Hunting with dogs - Hunting Act 2004

Vet Condemns Hunting

PREDATORS CHASING PREDATORS IS UNNATURAL

The letter by Thomas and Allen of Vets for Hunting (printed in various newspapers) will be regarded by many others in the profession with disappointment. Of 20,748 currently on the Royal College of Veterinary Surgeons register 530, less than 3 per cent, have signed to say they believe hunting justifiable “entirely on welfare grounds”.

They claim that hunting is “natural” and occurs in a “natural environment” and that there is a “rapid return to normal behaviour”. Hunting by predators of prey species is common, but that of predator by predator far less so – as in foxes by dogs – and the often greatly prolonged chase rare in nature.

Foxes are territorial and often driven from their own territories during a hunt.

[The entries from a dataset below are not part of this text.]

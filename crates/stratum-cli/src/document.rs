//! Diagram documents as exchanged with the editor.
//!
//! Nodes and edges keep every field the layout does not understand (`type`,
//! `label`, `style`, `animated`, ...) so a document survives a round trip with
//! only node positions changed.

use serde::{Deserialize, Serialize};
use serde_json::{Map, Value};

use stratum_core::{
    geometry::{Point, Size},
    graph::{Edge, Node},
};

/// A diagram: nodes, edges and any other top-level editor state.
#[derive(Debug, Clone, Default, PartialEq, Serialize, Deserialize)]
pub struct Document {
    #[serde(default)]
    pub nodes: Vec<EditorNode>,

    #[serde(default)]
    pub edges: Vec<EditorEdge>,

    #[serde(flatten)]
    pub extra: Map<String, Value>,
}

/// An editor node. Only `id` is required.
#[derive(Debug, Clone, Default, PartialEq, Serialize, Deserialize)]
pub struct EditorNode {
    pub id: String,

    #[serde(default, skip_serializing_if = "Value::is_null")]
    pub data: Value,

    /// Top-left corner of the node box.
    #[serde(default)]
    pub position: Point,

    #[serde(default, skip_serializing_if = "Option::is_none")]
    pub measured: Option<Size>,

    #[serde(flatten)]
    pub extra: Map<String, Value>,
}

impl EditorNode {
    /// Returns a layout node carrying this editor node as payload.
    pub fn to_node(&self) -> Node<&EditorNode> {
        let node = Node::new(self.id.as_str(), self).with_position(self.position);
        match self.measured {
            Some(size) => node.with_measured(size),
            None => node,
        }
    }

    /// Returns the editor node behind `node`, moved to the node's position.
    pub fn from_node(node: &Node<&EditorNode>) -> Self {
        Self {
            position: node.position(),
            ..(*node.data()).clone()
        }
    }
}

/// An editor edge. Only `id`, `source` and `target` are required.
#[derive(Debug, Clone, PartialEq, Serialize, Deserialize)]
pub struct EditorEdge {
    pub id: String,
    pub source: String,
    pub target: String,

    #[serde(flatten)]
    pub extra: Map<String, Value>,
}

impl EditorEdge {
    pub fn to_edge(&self) -> Edge {
        Edge::new(self.id.as_str(), self.source.as_str(), self.target.as_str())
    }
}

impl Document {
    /// Returns the layout view of the nodes, in document order.
    pub fn layout_nodes(&self) -> Vec<Node<&EditorNode>> {
        self.nodes.iter().map(EditorNode::to_node).collect()
    }

    /// Returns the layout view of the edges, in document order.
    pub fn layout_edges(&self) -> Vec<Edge> {
        self.edges.iter().map(EditorEdge::to_edge).collect()
    }

    /// Returns a document with `nodes` and every other field of `self`.
    pub fn with_nodes(&self, nodes: &[Node<&EditorNode>]) -> Self {
        Self {
            nodes: nodes.iter().map(EditorNode::from_node).collect(),
            edges: self.edges.clone(),
            extra: self.extra.clone(),
        }
    }
}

Earth-stopping, digging out, sending in terriers, dozens of humans on horseback and followers shouting and blowing horns can hardly be described as natural.

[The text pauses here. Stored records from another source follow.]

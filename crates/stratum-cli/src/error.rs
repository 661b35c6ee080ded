use std::io;

use thiserror::Error;

use stratum::StratumError;

use crate::config::ConfigError;

/// Errors reported by the `stratum` command.
#[derive(Debug, Error)]
pub enum CliError {
    #[error("I/O error on `{path}`: {source}")]
    Io {
        path: String,
        #[source]
        source: io::Error,
    },

    #[error("Invalid diagram JSON in `{path}`: {source}")]
    Json {
        path: String,
        #[source]
        source: serde_json::Error,
    },

    #[error(transparent)]
    Config(#[from] ConfigError),

    #[error(transparent)]
    Layout(#[from] StratumError),
}

impl CliError {
    pub(crate) fn io(path: &str) -> impl FnOnce(io::Error) -> Self + '_ {
        move |source| Self::Io {
            path: path.to_string(),
            source,
        }
    }

    pub(crate) fn json(path: &str) -> impl FnOnce(serde_json::Error) -> Self + '_ {
        move |source| Self::Json {
            path: path.to_string(),
            source,
        }
    }
}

When animals are stressed, distressed, injured and exhausted, they attempt to display normal behaviour. Foxes chased out of their own territory, particularly young males, risk being attacked by resident foxes in the (unfamiliar) territory they find themselves should they get away from the pursuing dogs. They thus face a dangerous journey “home” in an exhausted state.

There is anecdotal evidence from the hunters themselves that foxes have died after escaping the chase from over-exhaustion, hypothermia and systems failure.

Hunted animals are under stress when they become aware that they are being hunted and will undergo physiological changes associated with fear. Their body systems will adapt for a while but eventually they will be overtaxed during a long chase and suffer distress.

The hunters themselves have noted that not all survive the chase. Myopathy – muscle damage as a result of a build-up of excess lactic acid – and exhaustion can take their toll long after the chase is over. Who can be sure that a fox that breaks cover from a wood is the same one that entered the wood exhausted?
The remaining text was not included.